Search the records for the string "lookup", and show each line where it appears.

Saved data entries:
*** Begin section ***

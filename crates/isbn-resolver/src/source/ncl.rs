//! National Central Library metadata search adapter.
//!
//! The catalog only answers searches submitted through its legacy form,
//! and that form carries a hidden `INFO` token bound to the session
//! opened by the landing page GET. Every lookup therefore runs:
//!
//! 1. GET the landing page with browser headers.
//! 2. Harvest `INFO` and the `KM` form action. Missing either fails closed.
//! 3. POST the ISBN search to the resolved action with the token.
//! 4. Read the first row of the result table.
//!
//! Tokens are never cached; each lookup opens its own session.

use super::Source;
use crate::error::{Absent, SourceResult};
use crate::extract::{extract_session_tokens, ExtractionRule, NclResultRule};
use crate::http::{browser_headers, HttpClient};
use crate::types::SourceKind;
use async_trait::async_trait;
use std::sync::Arc;
use url::Url;

const LANDING_PATH: &str = "/blstkmc/blstkm";

pub struct NclSource {
    client: Arc<dyn HttpClient>,
    base: String,
}

impl NclSource {
    pub fn new(client: Arc<dyn HttpClient>, base: impl Into<String>) -> Self {
        Self {
            client,
            base: base.into(),
        }
    }

    fn landing_url(&self) -> String {
        format!("{}{LANDING_PATH}", self.base.trim_end_matches('/'))
    }

    /// Absolute actions pass through; anything else is anchored at the host.
    fn action_url(&self, action: &str) -> Result<String, Absent> {
        if action.starts_with("http") {
            return Ok(action.to_string());
        }
        let base = Url::parse(&self.base)
            .map_err(|e| Absent::Network(format!("invalid endpoint {}: {e}", self.base)))?;
        base.join(action)
            .map(String::from)
            .map_err(|e| Absent::Markup(format!("unusable form action {action}: {e}")))
    }

    /// Field set of the catalog's "search by ISBN" form.
    ///
    /// Names and values are the catalog's own; the image coordinates are
    /// checked server side.
    fn search_form(isbn: &str, info_value: &str) -> Vec<(String, String)> {
        [
            ("@_1_13_n", "n_"),
            ("@_1_13_n_1", "n_1"),
            ("@_1_13_n_2", "n_2"),
            ("_1_13_n_1", "n_SB/BB"),
            ("_1_13_n_2", isbn),
            ("@_1_20_K", "K_search_method"),
            ("_1_20_K", "C"),
            ("@_1_10_T", "T_YR"),
            ("_1_10_T", ""),
            ("@_1_11_T", "T_YR"),
            ("_1_11_T", ""),
            ("INFO", info_value),
            ("_IMG_檢索.x", "10"),
            ("_IMG_檢索.y", "10"),
        ]
        .into_iter()
        .map(|(k, v)| (k.to_string(), v.to_string()))
        .collect()
    }
}

#[async_trait]
impl Source for NclSource {
    fn kind(&self) -> SourceKind {
        SourceKind::Ncl
    }

    async fn resolve(&self, isbn: &str) -> SourceResult {
        let landing_url = self.landing_url();
        let headers = browser_headers();

        let landing = self.client.get(&landing_url, &headers).await?;
        if !landing.is_success() {
            tracing::warn!("NCL landing page returned status {}", landing.status);
            return Err(Absent::Status(landing.status));
        }

        let tokens = extract_session_tokens(&landing.body).inspect_err(|e| {
            tracing::warn!("NCL session could not be established: {e}");
        })?;
        let action_url = self.action_url(&tokens.action)?;
        tracing::debug!(info = %tokens.info_value, action = %action_url, "NCL session tokens");

        let mut post_headers = headers;
        post_headers.push(("Referer".to_string(), landing_url));
        post_headers.push(("Cache-Control".to_string(), "no-cache".to_string()));

        let resp = self
            .client
            .post_form(
                &action_url,
                &Self::search_form(isbn, &tokens.info_value),
                &post_headers,
            )
            .await?;
        tracing::debug!(status = resp.status, bytes = resp.body.len(), "NCL search response");

        if !resp.is_success() {
            let preview: String = resp.body.chars().take(500).collect();
            tracing::debug!("NCL error body: {preview}");
            return Err(Absent::Status(resp.status));
        }

        NclResultRule
            .extract(&resp.body, isbn)
            .ok_or(Absent::NoMatch)
    }
}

*** End section ***

### TASK RESULT
//! opened by the landing page GET. Every lookup therefore runs:
//! Tokens are never cached; each lookup opens its own session.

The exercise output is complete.